Site Reliability Engineer, Senior Associate
We have an exciting opportunity in our Blockchain Innovation group, supporting Onyx, by J.P. Morgan. As a Site Reliability engineer you will lead efforts to help the blockchain team in supporting multiple blockchain networks. In this role, you'll be working with the global blockchain engineering team to build a scalable and flexible support model to support the production platform, pipeline, monitoring, analytics and reporting.
This role requires a wide variety of strengths and capabilities, including:
- Deep understanding of the DevOps philosophy, technologies, platforms and tools, SLA management, incident resolution, and automation.
- Mastery of application, data and infrastructure architecture disciplines
- Command of architecture, design and business processes with a keen understanding of financial control and budget management
- Expertise in working in partnership with colleagues throughout the firm, and in leading collaborative teams to achieve common goals
- Hands on experience managing operations of large-scale internet-centric production environments for application or infrastructure services.
- Prior experience in large scale distributed applications, where uptime and continuous availability was core to the business.

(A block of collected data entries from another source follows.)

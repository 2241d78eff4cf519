use criterion::{criterion_group, criterion_main, BenchmarkId, Criterion};
use rand::Rng;
use rigid_lie::{so3, DVec3, Reprojection, Rotation, Transformation, Vec6F64};

fn bench_so3(c: &mut Criterion) {
    let mut group = c.benchmark_group("so3");

    let mut rng = rand::rng();
    let phis: Vec<DVec3> = (0..1000)
        .map(|_| DVec3::new(rng.random(), rng.random(), rng.random()))
        .collect();
    let rots: Vec<Rotation> = phis.iter().map(|&phi| Rotation::exp(phi)).collect();

    group.bench_function(BenchmarkId::new("vec2rot", "closed_form"), |b| {
        b.iter(|| {
            for phi in phis.iter() {
                std::hint::black_box(so3::vec2rot(std::hint::black_box(*phi), 0));
            }
        })
    });

    group.bench_function(BenchmarkId::new("vec2rot", "series_10"), |b| {
        b.iter(|| {
            for phi in phis.iter() {
                std::hint::black_box(so3::vec2rot(std::hint::black_box(*phi), 10));
            }
        })
    });

    group.bench_function(BenchmarkId::new("rot2vec", ""), |b| {
        b.iter(|| {
            for rot in rots.iter() {
                std::hint::black_box(std::hint::black_box(*rot).vec());
            }
        })
    });

    group.bench_function(BenchmarkId::new("compose", ""), |b| {
        b.iter(|| {
            let mut acc = Rotation::IDENTITY;
            for rot in rots.iter() {
                acc.compose_in_place(std::hint::black_box(rot));
            }
            std::hint::black_box(acc)
        })
    });

    group.finish();
}

fn bench_se3(c: &mut Criterion) {
    let mut group = c.benchmark_group("se3");

    let mut rng = rand::rng();
    let xis: Vec<Vec6F64> = (0..1000)
        .map(|_| Vec6F64::from_fn(|_, _| rng.random()))
        .collect();
    let trans: Vec<Transformation> = xis.iter().map(Transformation::exp).collect();

    group.bench_function(BenchmarkId::new("vec2tran", ""), |b| {
        b.iter(|| {
            for xi in xis.iter() {
                std::hint::black_box(Transformation::exp(std::hint::black_box(xi)));
            }
        })
    });

    group.bench_function(BenchmarkId::new("tran2vec", ""), |b| {
        b.iter(|| {
            for t in trans.iter() {
                std::hint::black_box(std::hint::black_box(t).vec());
            }
        })
    });

    for (name, policy) in [
        ("conditional", Reprojection::default()),
        ("forced", Reprojection::Forced),
    ] {
        group.bench_function(BenchmarkId::new("compose", name), |b| {
            b.iter(|| {
                let mut acc = Transformation::IDENTITY;
                for t in trans.iter() {
                    acc.compose_in_place_with(std::hint::black_box(t), policy);
                }
                std::hint::black_box(acc)
            })
        });
    }

    group.finish();
}

criterion_group!(benches, bench_so3, bench_se3);
criterion_main!(benches);
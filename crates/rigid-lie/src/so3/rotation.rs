use std::fmt;

use glam::{DMat3, DQuat, DVec3, DVec4};
use rand::Rng;

use super::ops::{rot2vec, vec2rot};
use crate::display::write_rows;
use crate::{DVecF64, LieError};

/// A 3D rotation `C_ba`, stored as a 3x3 rotation matrix.
///
/// `C_ba` maps coordinates expressed in frame `a` to coordinates expressed in frame `b`.
///
/// # Important
///
/// Composition and inversion never re-project the result onto SO(3). Long chains of products
/// accumulate round-off; call [`reproject`](Rotation::reproject) when that matters.
#[derive(Debug, Clone, Copy, PartialEq)]
pub struct Rotation {
    c_ba: DMat3,
}

impl Default for Rotation {
    fn default() -> Self {
        Self::IDENTITY
    }
}

impl Rotation {
    /// Dimension of the tangent space.
    pub const DOF: usize = 3;

    /// The identity rotation.
    pub const IDENTITY: Self = Self {
        c_ba: DMat3::IDENTITY,
    };

    /// Create a rotation from a matrix, taken as is.
    /// NOTE: the matrix should be proper orthonormal
    #[inline]
    pub fn from_matrix(c_ba: DMat3) -> Self {
        Self { c_ba }
    }

    /// Create a rotation from a matrix, forcing it onto SO(3) with `vec2rot(rot2vec(C))`.
    pub fn from_matrix_reprojected(c_ba: DMat3) -> Self {
        let mut rotation = Self { c_ba };
        rotation.reproject();
        rotation
    }

    /// Create the rotation `C_ba = vec2rot(aaxis_ab, num_terms)`.
    ///
    /// `num_terms == 0` selects the closed form, see [`vec2rot`](super::vec2rot).
    #[inline]
    pub fn from_axis_angle(aaxis_ab: DVec3, num_terms: u32) -> Self {
        Self {
            c_ba: vec2rot(aaxis_ab, num_terms),
        }
    }

    /// Lie algebra -> Lie group, using the closed-form exponential map.
    #[inline]
    pub fn exp(aaxis_ab: DVec3) -> Self {
        Self::from_axis_angle(aaxis_ab, 0)
    }

    /// Create a rotation from a dynamically-sized axis-angle vector.
    ///
    /// # Errors
    ///
    /// Returns [`LieError::DimensionMismatch`] if `aaxis_ab` does not have exactly 3 elements.
    pub fn try_from_slice(aaxis_ab: &[f64]) -> Result<Self, LieError> {
        LieError::check_dimension(Self::DOF, aaxis_ab.len())?;
        Ok(Self::exp(DVec3::new(aaxis_ab[0], aaxis_ab[1], aaxis_ab[2])))
    }

    /// Sample a rotation uniformly from SO(3).
    ///
    /// Points drawn uniformly inside the unit 4-ball and pushed onto its boundary are uniform on
    /// the unit quaternions, hence on SO(3).
    pub fn from_random() -> Self {
        let mut rng = rand::rng();
        loop {
            let v = DVec4::new(
                rng.random_range(-1.0..1.0),
                rng.random_range(-1.0..1.0),
                rng.random_range(-1.0..1.0),
                rng.random_range(-1.0..1.0),
            );
            let norm_sq = v.length_squared();
            if norm_sq > 1.0e-6 && norm_sq <= 1.0 {
                let q = DQuat::from_vec4(v / norm_sq.sqrt());
                return Self {
                    c_ba: DMat3::from_quat(q),
                };
            }
        }
    }

    /// The underlying rotation matrix `C_ba`.
    #[inline]
    pub fn matrix(&self) -> DMat3 {
        self.c_ba
    }

    /// Lie group -> Lie algebra, `aaxis_ab = rot2vec(C_ba)`.
    #[inline]
    pub fn vec(&self) -> DVec3 {
        rot2vec(self.c_ba)
    }

    /// The inverse rotation, i.e. the transpose.
    #[inline]
    pub fn inverse(&self) -> Self {
        Self {
            c_ba: self.c_ba.transpose(),
        }
    }

    /// Right-multiply by `rhs` in place: `C = C * C_rhs`.
    #[inline]
    pub fn compose_in_place(&mut self, rhs: &Self) {
        self.c_ba = self.c_ba * rhs.c_ba;
    }

    /// Right-multiply by `rhs`: returns `C * C_rhs`.
    #[inline]
    pub fn compose(&self, rhs: &Self) -> Self {
        let mut out = *self;
        out.compose_in_place(rhs);
        out
    }

    /// Right-multiply by the inverse of `rhs` in place: `C = C * C_rhsᵀ`.
    #[inline]
    pub fn compose_inverse_in_place(&mut self, rhs: &Self) {
        self.c_ba = self.c_ba * rhs.c_ba.transpose();
    }

    /// Right-multiply by the inverse of `rhs`: returns `C * C_rhsᵀ`.
    #[inline]
    pub fn compose_inverse(&self, rhs: &Self) -> Self {
        let mut out = *self;
        out.compose_inverse_in_place(rhs);
        out
    }

    /// Rotate a point: `p_b = C_ba * p_a`.
    #[inline]
    pub fn transform(&self, p_a: DVec3) -> DVec3 {
        self.c_ba * p_a
    }

    /// Force the matrix back onto SO(3) with an exponential/logarithm round trip.
    pub fn reproject(&mut self) {
        self.c_ba = vec2rot(rot2vec(self.c_ba), 0);
    }
}

impl TryFrom<&[f64]> for Rotation {
    type Error = LieError;

    fn try_from(aaxis_ab: &[f64]) -> Result<Self, Self::Error> {
        Self::try_from_slice(aaxis_ab)
    }
}

impl TryFrom<&DVecF64> for Rotation {
    type Error = LieError;

    fn try_from(aaxis_ab: &DVecF64) -> Result<Self, Self::Error> {
        Self::try_from_slice(aaxis_ab.as_slice())
    }
}

impl From<Rotation> for DMat3 {
    fn from(rotation: Rotation) -> Self {
        rotation.c_ba
    }
}

impl std::ops::Mul<Rotation> for Rotation {
    type Output = Rotation;

    fn mul(self, rhs: Self) -> Self::Output {
        self.compose(&rhs)
    }
}

impl std::ops::MulAssign<Rotation> for Rotation {
    #[inline]
    fn mul_assign(&mut self, rhs: Rotation) {
        self.compose_in_place(&rhs);
    }
}

impl std::ops::Mul<DVec3> for Rotation {
    type Output = DVec3;

    fn mul(self, rhs: DVec3) -> Self::Output {
        self.transform(rhs)
    }
}

impl fmt::Display for Rotation {
    fn fmt(&self, f: &mut fmt::Formatter<'_>) -> fmt::Result {
        let rows = [
            self.c_ba.row(0).to_array(),
            self.c_ba.row(1).to_array(),
            self.c_ba.row(2).to_array(),
        ];
        write_rows(f, &rows)
    }
}

#[cfg(any(test, feature = "approx"))]
impl approx::AbsDiffEq for Rotation {
    type Epsilon = f64;

    #[inline]
    fn default_epsilon() -> Self::Epsilon {
        <f64 as approx::AbsDiffEq>::default_epsilon()
    }

    #[inline]
    fn abs_diff_eq(&self, other: &Self, epsilon: Self::Epsilon) -> bool {
        self.c_ba
            .to_cols_array()
            .iter()
            .zip(other.c_ba.to_cols_array().iter())
            .all(|(a, b)| approx::AbsDiffEq::abs_diff_eq(a, b, epsilon))
    }
}

#[cfg(any(test, feature = "approx"))]
impl approx::RelativeEq for Rotation {
    #[inline]
    fn default_max_relative() -> Self::Epsilon {
        <f64 as approx::RelativeEq>::default_max_relative()
    }

    #[inline]
    fn relative_eq(
        &self,
        other: &Self,
        epsilon: Self::Epsilon,
        max_relative: Self::Epsilon,
    ) -> bool {
        self.c_ba
            .to_cols_array()
            .iter()
            .zip(other.c_ba.to_cols_array().iter())
            .all(|(a, b)| approx::RelativeEq::relative_eq(a, b, epsilon, max_relative))
    }
}
//! Error types for bringup-core

use std::path::PathBuf;
use thiserror::Error;

/// Configuration errors
///
/// All of these are fatal: a session never retries a bad configuration.
#[derive(Debug, Error)]
pub enum ConfigError {
    /// Configuration file does not exist
    #[error("Configuration file not found: {}", .0.display())]
    NotFound(PathBuf),

    /// Configuration file exists but could not be read
    #[error("Failed to read configuration file {}: {source}", .path.display())]
    Io {
        path: PathBuf,
        #[source]
        source: std::io::Error,
    },

    /// Document is not valid JSON or has the wrong shape
    #[error("Failed to parse configuration: {0}")]
    Parse(#[from] serde_json::Error),

    /// A required key is absent (dotted path, e.g. `communication.baudrate`)
    #[error("Missing required configuration key: {0}")]
    MissingKey(String),

    /// A key is present but its value is out of range
    #[error("Invalid value for {key}: {reason}")]
    Invalid { key: String, reason: String },
}

/// Result type for configuration operations
pub type Result<T> = std::result::Result<T, ConfigError>;
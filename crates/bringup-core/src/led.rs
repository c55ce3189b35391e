//! LED command model
//!
//! The board firmware understands `LED_ON <color>` and `LED_OFF <color>`.
//! Neither part is checked here: the action is upper-cased, the color
//! lower-cased, and the firmware decides whether it knows the result.

use std::convert::Infallible;
use std::fmt;
use std::str::FromStr;

/// Switch action for a single LED
#[derive(Debug, Clone, PartialEq, Eq, Hash)]
pub enum LedAction {
    On,
    Off,
    /// Any other action, kept upper-cased and sent as is
    Other(String),
}

impl LedAction {
    /// Upper-case token used in the wire command
    pub fn as_str(&self) -> &str {
        match self {
            LedAction::On => "ON",
            LedAction::Off => "OFF",
            LedAction::Other(action) => action,
        }
    }
}

impl fmt::Display for LedAction {
    fn fmt(&self, f: &mut fmt::Formatter<'_>) -> fmt::Result {
        f.write_str(self.as_str())
    }
}

impl FromStr for LedAction {
    type Err = Infallible;

    fn from_str(s: &str) -> Result<Self, Self::Err> {
        let action = s.to_uppercase();
        Ok(match action.as_str() {
            "ON" => LedAction::On,
            "OFF" => LedAction::Off,
            _ => LedAction::Other(action),
        })
    }
}

/// One LED and what to do with it
#[derive(Debug, Clone, PartialEq, Eq)]
pub struct LedTarget {
    /// Color name, stored lower-cased
    pub color: String,
    pub action: LedAction,
}

impl LedTarget {
    pub fn new(color: &str, action: LedAction) -> Self {
        Self {
            color: color.to_lowercase(),
            action,
        }
    }

    /// Build a target from free-form color and action text
    pub fn parse(color: &str, action: &str) -> Self {
        let action = match action.parse() {
            Ok(action) => action,
            Err(never) => match never {},
        };
        Self::new(color, action)
    }

    /// Command text without the line terminator, e.g. `LED_ON blue`
    pub fn command(&self) -> String {
        format!("LED_{} {}", self.action, self.color)
    }
}

impl fmt::Display for LedTarget {
    fn fmt(&self, f: &mut fmt::Formatter<'_>) -> fmt::Result {
        write!(f, "{} {}", self.color, self.action)
    }
}

/// Sequence run by the all-LEDs check, each step gated on the previous one
pub static LED_TEST_SEQUENCE: &[(&str, LedAction)] = &[
    ("orange", LedAction::On),
    ("orange", LedAction::Off),
    ("blue", LedAction::On),
    ("blue", LedAction::Off),
];
//! CLI command implementations
//!
//! Board commands go through the keyword library; the listing commands here
//! only print.

pub mod flash;
mod list;

pub use list::{list_keywords, list_ports, show_config};
//! Error types for UART operations

use thiserror::Error;

/// UART-specific errors
#[derive(Debug, Error)]
pub enum UartError {
    /// The serial port could not be opened or claimed
    #[error("Failed to open serial port {port}: {reason}")]
    ConnectionFailed { port: String, reason: String },

    /// Command text would not fit on a single line
    #[error("Invalid command {0:?}: commands must be a single line")]
    InvalidCommand(String),

    /// I/O error while talking to the device
    #[error("I/O error: {0}")]
    Io(#[from] std::io::Error),

    /// Serial port error while talking to the device
    #[error("Serial port error: {0}")]
    Serial(#[from] serialport::Error),
}

impl UartError {
    /// Whether this error came from the transport mid-exchange
    ///
    /// Only these are absorbed by the retry loop.
    pub fn is_transport(&self) -> bool {
        matches!(self, UartError::Io(_) | UartError::Serial(_))
    }
}

/// Result type for UART operations
pub type Result<T> = std::result::Result<T, UartError>;
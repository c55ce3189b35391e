//! bringup-device - Device facade and test keywords
//!
//! [`Device`] composes the configuration, the UART command channel and the
//! flash programmer into the operations a bring-up session needs. The
//! [`Library`] exposes those operations as named keywords with string
//! arguments.
//!
//! # Example
//!
//! ```no_run
//! use bringup_core::DeviceConfig;
//! use bringup_device::{Device, Library};
//!
//! let config = DeviceConfig::load("config/stm32_config.json")?;
//! let mut library = Library::new(Device::from_config(config));
//!
//! library.run("Flash Device Firmware", &[])?;
//! library.run("Initialize Device", &[])?;
//! library.run("Turn LED blue ON", &[])?;
//! # Ok::<(), Box<dyn std::error::Error>>(())
//! ```

pub mod device;
pub mod error;
pub mod keywords;

// Re-exports
pub use device::Device;
pub use error::{DeviceError, KeywordError, Result};
pub use keywords::{Keyword, Library};
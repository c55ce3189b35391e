//! bringup-core - Shared types for STM32 bring-up automation
//!
//! This crate holds what every other bringup crate agrees on:
//!
//! - [`config`]: the session configuration ([`DeviceConfig`]) and its JSON form
//! - [`led`]: the LED command model spoken over UART
//! - [`error`]: configuration errors

pub mod config;
pub mod error;
pub mod led;

pub use config::{ConfigBuilder, DeviceConfig, LinkSettings, RetryPolicy};
pub use error::{ConfigError, Result};
pub use led::{LedAction, LedTarget, LED_TEST_SEQUENCE};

- Identify and partner with Infrastructure teams and AD teams to implement automation opportunities to drive down time to market and support effort.
- Apply standards of cloud compliance to application design to achieve reliability
- Understanding of Networking and cloud technologies, for example Security, Load Balancing, Network routing protocols.
- Particpate in weekend support rota.
- Self starter & develop knowledge to support Quorum network & dApps.
- Leads failure analysis / write root cause analysis when required.
- Provides support to develop & improve the quality of technical engineering documentation.
- Provides support to drive the maturity of the software development lifecycle.
- Provides expertise in evaluating new support requirements & operational improvements
- Provides quality control of engineering deliverables.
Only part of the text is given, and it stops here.